# Which Small Bag?



## JTPAIN (Apr 10, 2012)

What small bag or case do you think would work for my 7D, 24-105 and 270 Speedlite?

thanks for the help!!


----------



## RunAndGun (Apr 10, 2012)

Are you looking for a true bag or a backpack? Backpacks are much easier to carry, but I haven't found one yet that I can pack like my Lowepro shoulder bag. You want to _get it bigger than you think you need_ so you'll have room to grow, or at least room to operate. I bought a Lowepro Nova 200AW when I bought my first 5DMKII and all I had was a 24-105 and a 580EXII. I bought a smaller bag originally, but it was too small even for just that. I have a few backpacks, but it's still my favorite for carrying everything out of the house. It went from a body, two lenses and a flash(and accessories) to being able to handle a body, flash, seven lenses(including a 70-200 f/2.8 v2), 1.4ex and a LOT of accessories.

It's better to have a little too much room than not enough.


----------



## JerryKnight (Apr 11, 2012)

JTPAIN said:


> What small bag or case do you think would work for my 7D, 24-105 and 270 Speedlite?
> 
> thanks for the help!!



My favorite small bag is the ThinkTank Change-Up.

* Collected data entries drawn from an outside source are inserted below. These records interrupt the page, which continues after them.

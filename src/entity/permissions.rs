//! 权限实体

use sea_orm::entity::prelude::*;

#[derive(Clone, Debug, PartialEq, DeriveEntityModel)]
#[sea_orm(table_name = "permissions")]
pub struct Model {
    #[sea_orm(primary_key)]
    pub id: i64,
    pub permission_name: String,
    #[sea_orm(unique)]
    pub permission_code: String,
    pub module: String,
    pub description: Option<String>,
    pub status: bool,
}

#[derive(Copy, Clone, Debug, EnumIter, DeriveRelation)]
pub enum Relation {
    #[sea_orm(has_many = "super::role_permissions::Entity")]
    RolePermissions,
}

impl Related<super::role_permissions::Entity> for Entity {
    fn to() -> RelationDef {
        Relation::RolePermissions.def()
    }
}

impl ActiveModelBehavior for ActiveModel {}

impl Model {
    pub fn into_permission(self) -> crate::models::permissions::entities::Permission {
        crate::models::permissions::entities::Permission {
            id: self.id,
            permission_name: self.permission_name,
            permission_code: self.permission_code,
            module: self.module,
            description: self.description,
            status: self.status,
        }
    }
}
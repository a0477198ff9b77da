use actix_web::{HttpRequest, HttpResponse, Result as ActixResult, web};
use once_cell::sync::Lazy;

use crate::middlewares::{self, RequirePermission};
use crate::models::course_offerings::requests::{
    CreateOfferingRequest, OfferingListParams, UpdateOfferingRequest,
};
use crate::models::permissions::codes;
use crate::services::OfferingService;
use crate::utils::SafeIDI64;

// 懒加载的全局 OfferingService 实例
static OFFERING_SERVICE: Lazy<OfferingService> = Lazy::new(OfferingService::new_lazy);

pub async fn list_offerings(
    req: HttpRequest,
    query: web::Query<OfferingListParams>,
) -> ActixResult<HttpResponse> {
    OFFERING_SERVICE.list_offerings(query.into_inner(), &req).await
}

pub async fn list_semesters(req: HttpRequest) -> ActixResult<HttpResponse> {
    OFFERING_SERVICE.list_semesters(&req).await
}

pub async fn my_courses(
    req: HttpRequest,
    query: web::Query<OfferingListParams>,
) -> ActixResult<HttpResponse> {
    OFFERING_SERVICE.my_courses(query.into_inner(), &req).await
}

pub async fn create_offering(
    req: HttpRequest,
    offering: web::Json<CreateOfferingRequest>,
) -> ActixResult<HttpResponse> {
    OFFERING_SERVICE
        .create_offering(offering.into_inner(), &req)
        .await
}

pub async fn get_offering(req: HttpRequest, offering_id: SafeIDI64) -> ActixResult<HttpResponse> {
    OFFERING_SERVICE.get_offering(offering_id.0, &req).await
}

pub async fn update_offering(
    req: HttpRequest,
    offering_id: SafeIDI64,
    update: web::Json<UpdateOfferingRequest>,
) -> ActixResult<HttpResponse> {
    OFFERING_SERVICE
        .update_offering(offering_id.0, update.into_inner(), &req)
        .await
}

pub async fn delete_offering(
    req: HttpRequest,
    offering_id: SafeIDI64,
) -> ActixResult<HttpResponse> {
    OFFERING_SERVICE.delete_offering(offering_id.0, &req).await
}

pub async fn roster(req: HttpRequest, offering_id: SafeIDI64) -> ActixResult<HttpResponse> {
    OFFERING_SERVICE.roster(offering_id.0, &req).await
}

// 配置路由
pub fn configure_offering_routes(cfg: &mut web::ServiceConfig) {
    // 学生选课时也需要浏览开课
    let view = || {
        RequirePermission::any(&[
            codes::COURSE_OFFERING_VIEW,
            codes::COURSE_OFFERING_MANAGE,
            codes::ENROLLMENT_CREATE,
        ])
    };
    let create = || {
        RequirePermission::any(&[codes::COURSE_OFFERING_CREATE, codes::COURSE_OFFERING_MANAGE])
    };
    let update = || {
        RequirePermission::any(&[
            codes::COURSE_OFFERING_UPDATE,
            codes::COURSE_OFFERING_EDIT,
            codes::COURSE_OFFERING_MANAGE,
        ])
    };
    let delete = || {
        RequirePermission::any(&[codes::COURSE_OFFERING_DELETE, codes::COURSE_OFFERING_MANAGE])
    };

    cfg.service(
        web::scope("/api/course-offerings")
            .wrap(middlewares::RequireJWT)
            .service(
                web::resource("")
                    .route(web::get().to(list_offerings).wrap(view()))
                    .route(web::post().to(create_offering).wrap(create())),
            )
            .service(web::resource("/semesters").route(web::get().to(list_semesters).wrap(view())))
            .service(
                web::resource("/my-courses").route(web::get().to(my_courses).wrap(
                    RequirePermission::any(&[codes::MY_COURSES_VIEW, codes::COURSE_OFFERING_VIEW]),
                )),
            )
            .service(
                web::resource("/{id}")
                    .route(web::get().to(get_offering).wrap(view()))
                    .route(web::put().to(update_offering).wrap(update()))
                    .route(web::delete().to(delete_offering).wrap(delete())),
            )
            .service(
                web::resource("/{id}/enrollments").route(web::get().to(roster).wrap(
                    RequirePermission::any(&[
                        codes::ENROLLMENT_VIEW,
                        codes::ENROLLMENT_MANAGE,
                        codes::STUDENT_LIST_VIEW,
                    ]),
                )),
            ),
    );
}
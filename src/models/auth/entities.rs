use serde::{Deserialize, Serialize};
use std::collections::BTreeSet;

use crate::models::roles::entities::SUPER_ADMIN;
use crate::models::users::entities::User;

/// 当前请求的认证主体
///
/// 由 RequireJWT 中间件构建并放入请求扩展，按 access token 缓存。
/// roles/permissions 只包含启用状态的角色及其启用的权限。
#[derive(Debug, Clone, Serialize, Deserialize)]
pub struct CurrentUser {
    pub user: User,
    pub roles: BTreeSet<String>,
    pub permissions: BTreeSet<String>,
}

impl CurrentUser {
    pub fn new(
        user: User,
        roles: impl IntoIterator<Item = String>,
        permissions: impl IntoIterator<Item = String>,
    ) -> Self {
        Self {
            user,
            roles: roles.into_iter().collect(),
            permissions: permissions.into_iter().collect(),
        }
    }

    pub fn id(&self) -> i64 {
        self.user.id
    }

    /// 超级管理员角色或内置 admin 账号，跳过所有权限检查
    pub fn is_super_admin(&self) -> bool {
        self.roles.contains(SUPER_ADMIN) || self.user.is_builtin_admin()
    }

    /// 任一权限即可
    pub fn has_permission(&self, codes: &[&str]) -> bool {
        self.is_super_admin() || codes.iter().any(|code| self.permissions.contains(*code))
    }

    /// 需要全部权限
    pub fn has_all_permissions(&self, codes: &[&str]) -> bool {
        self.is_super_admin() || codes.iter().all(|code| self.permissions.contains(*code))
    }

    /// 任一角色即可
    pub fn has_role(&self, role_codes: &[&str]) -> bool {
        self.is_super_admin() || role_codes.iter().any(|code| self.roles.contains(*code))
    }
}

#[cfg(test)]
mod tests {
    use super::*;
    use crate::models::permissions::codes;
    use crate::models::users::entities::UserStatus;

    fn user(username: &str) -> User {
        let now = chrono::Utc::now();
        User {
            id: 7,
            username: username.to_string(),
            email: format!("{username}@school.edu"),
            password_hash: String::new(),
            real_name: "测试".to_string(),
            phone: None,
            status: UserStatus::Active,
            last_login: None,
            created_at: now,
            updated_at: now,
        }
    }

    fn principal(username: &str, roles: &[&str], perms: &[&str]) -> CurrentUser {
        CurrentUser::new(
            user(username),
            roles.iter().map(|r| r.to_string()),
            perms.iter().map(|p| p.to_string()),
        )
    }

    #[test]
    fn test_any_of_permission() {
        let u = principal("teacher01", &["TEACHER"], &[codes::GRADE_INPUT]);
        assert!(u.has_permission(&[codes::GRADE_MANAGE, codes::GRADE_INPUT]));
        assert!(!u.has_permission(&[codes::USER_MANAGE]));
        assert!(!u.has_permission(&[]));
    }

    #[test]
    fn test_every_of_permission_and_roles() {
        let u = principal(
            "dean",
            &["ACADEMIC_ADMIN"],
            &[codes::USER_UPDATE, codes::ROLE_VIEW],
        );
        assert!(u.has_all_permissions(&[codes::USER_UPDATE, codes::ROLE_VIEW]));
        assert!(!u.has_all_permissions(&[codes::USER_UPDATE, codes::ROLE_UPDATE]));
        assert!(u.has_all_permissions(&[]));
        assert!(u.has_role(&["TEACHER", "ACADEMIC_ADMIN"]));
        assert!(!u.has_role(&["STUDENT"]));
    }

    #[test]
    fn test_super_admin_bypass() {
        let by_role = principal("someone", &[SUPER_ADMIN], &[]);
        assert!(by_role.has_permission(&[codes::SYSTEM_MANAGE]));
        assert!(by_role.has_all_permissions(&[codes::USER_DELETE, codes::ROLE_DELETE]));
        assert!(by_role.has_role(&["STUDENT"]));

        let by_name = principal("admin", &[], &[]);
        assert!(by_name.is_super_admin());
        assert!(by_name.has_permission(&[codes::USER_DELETE]));
    }
}
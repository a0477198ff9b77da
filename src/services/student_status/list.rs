use actix_web::{HttpRequest, HttpResponse, Result as ActixResult};

use super::StudentStatusService;
use crate::models::{ApiResponse, ErrorCode, student_status::requests::StudentStatusListParams};
use crate::services::{internal_error, not_found};

pub async fn list_records(
    service: &StudentStatusService,
    query: StudentStatusListParams,
    request: &HttpRequest,
) -> ActixResult<HttpResponse> {
    let storage = service.get_storage(request)?;

    match storage.list_student_status_with_pagination(query).await {
        Ok(response) => Ok(HttpResponse::Ok().json(ApiResponse::success(response, "获取学籍异动列表成功"))),
        Err(e) => Ok(internal_error("获取学籍异动列表失败", e)),
    }
}

pub async fn get_record(
    service: &StudentStatusService,
    record_id: i64,
    request: &HttpRequest,
) -> ActixResult<HttpResponse> {
    let storage = service.get_storage(request)?;

    match storage.get_student_status_detail(record_id).await {
        Ok(Some(detail)) => Ok(HttpResponse::Ok().json(ApiResponse::success(detail, "获取学籍异动成功"))),
        Ok(None) => Ok(not_found(ErrorCode::StudentStatusNotFound, "学籍异动记录不存在")),
        Err(e) => Ok(internal_error("获取学籍异动失败", e)),
    }
}
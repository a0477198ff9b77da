use super::entities::Course;
use crate::models::common::PaginatedResponse;

pub type CourseListResponse = PaginatedResponse<Course>;
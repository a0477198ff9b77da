pub mod access;
pub mod list;
pub mod manage;

use actix_web::{HttpRequest, HttpResponse, Result as ActixResult};

use crate::models::teachers::requests::{
    CreateTeacherRequest, TeacherListParams, UpdateTeacherRequest,
};

define_service!(TeacherService);

impl TeacherService {
    pub async fn list_teachers(
        &self,
        query: TeacherListParams,
        request: &HttpRequest,
    ) -> ActixResult<HttpResponse> {
        list::list_teachers(self, query, request).await
    }

    pub async fn get_teacher(
        &self,
        teacher_id: i64,
        request: &HttpRequest,
    ) -> ActixResult<HttpResponse> {
        list::get_teacher(self, teacher_id, request).await
    }

    // 按用户ID查询教师档案
    pub async fn get_teacher_by_user(
        &self,
        user_id: i64,
        request: &HttpRequest,
    ) -> ActixResult<HttpResponse> {
        list::get_teacher_by_user(self, user_id, request).await
    }

    pub async fn create_teacher(
        &self,
        teacher: CreateTeacherRequest,
        request: &HttpRequest,
    ) -> ActixResult<HttpResponse> {
        manage::create_teacher(self, teacher, request).await
    }

    pub async fn update_teacher(
        &self,
        teacher_id: i64,
        update: UpdateTeacherRequest,
        request: &HttpRequest,
    ) -> ActixResult<HttpResponse> {
        manage::update_teacher(self, teacher_id, update, request).await
    }

    pub async fn delete_teacher(
        &self,
        teacher_id: i64,
        request: &HttpRequest,
    ) -> ActixResult<HttpResponse> {
        manage::delete_teacher(self, teacher_id, request).await
    }
}
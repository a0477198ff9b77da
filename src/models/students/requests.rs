use crate::models::common::{PaginationQuery, deserialize_option_i64};
use serde::Deserialize;

#[derive(Debug, Clone, Deserialize)]
pub struct StudentListParams {
    #[serde(flatten)]
    pub pagination: PaginationQuery,
    pub search: Option<String>,
    #[serde(default, deserialize_with = "deserialize_option_i64")]
    pub dept_id: Option<i64>,
    pub class_name: Option<String>,
    #[serde(default, deserialize_with = "deserialize_option_i64")]
    pub grade: Option<i64>,
}

#[derive(Debug, Clone, Deserialize)]
pub struct CreateStudentRequest {
    pub user_id: i64,
    pub student_no: String,
    pub dept_id: Option<i64>,
    pub class_name: Option<String>,
    pub grade: Option<i32>,
    pub enrollment_year: Option<i32>,
    pub graduation_year: Option<i32>,
}

#[derive(Debug, Clone, Default, Deserialize)]
pub struct UpdateStudentRequest {
    pub student_no: Option<String>,
    pub dept_id: Option<i64>,
    pub class_name: Option<String>,
    pub grade: Option<i32>,
    pub enrollment_year: Option<i32>,
    pub graduation_year: Option<i32>,
}

// 成绩单查询
#[derive(Debug, Clone, Deserialize)]
pub struct TranscriptParams {
    pub semester: Option<String>,
}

It can be a shoulder bag or a belt pack. It's not a top-loader, though, so if you store the 7D, it would probably need to be detached. If you're wanting to store it connected to the 24-105, then I'd suggest any of the hundreds of good top-loaders, like the Tamrac Velocity series.


----------



## Quasimodo (Apr 11, 2012)

My choice, and a bag I love is the Domke Ruggedwear F2. I have a backpack as well, but for pretty much everything I bring my Domke bag. I bought mine through Ebay.com from the U.S. and that was less than half the price from what I would have paid in Norway. It is a bit bigger than for one camera and two lenses, but when not fully stacked it looks like a small cool bag.


----------



## boateggs (Apr 11, 2012)

Ive been waiting for a good deal on a Kata KT PL-A-17 or similar size. I have a backpack for everything but I want a smaller bag for my camera with one extra lens/flash since I usually can predict my lens needs pretty decently but still want to bring more for that "just in case"...case.


----------



## gmrza (Apr 11, 2012)

JTPAIN said:


> What small bag or case do you think would work for my 7D, 24-105 and 270 Speedlite?
> 
> thanks for the help!!



I've managed to get a 7D with 24-105mm, 430EX and shoulder strap into a Crumpler 4 Million Dollar Home. (Disclaimer: the bag got thrown in with the 5DII, so I didn't choose it.)


----------



## PeterJ (Apr 11, 2012)

I don't think the exact model is still made but I like the layout of my Lowepro Off Trail 2 which is a beltpack with a shoulder strap. It's a top-loader type arrangement that holds the camera with a lens attached with lens holders either side, I normally use one side for the flash and the other for a second lens. Unless it's a nice sunny day with no flash required then it's the perfect size to double as a stubby cooler .

The 24-105 isn't a huge lens so I'd recommend getting something a bit bigger than you need in case you end up getting something larger like a 70-200, plus the larger size will let you keep the hood in it's normal position on the 24-105 for quicker setup.


----------



## prestonpalmer (Apr 11, 2012)

Checkout the Domke F3X. Fantastic bag for small gear.


----------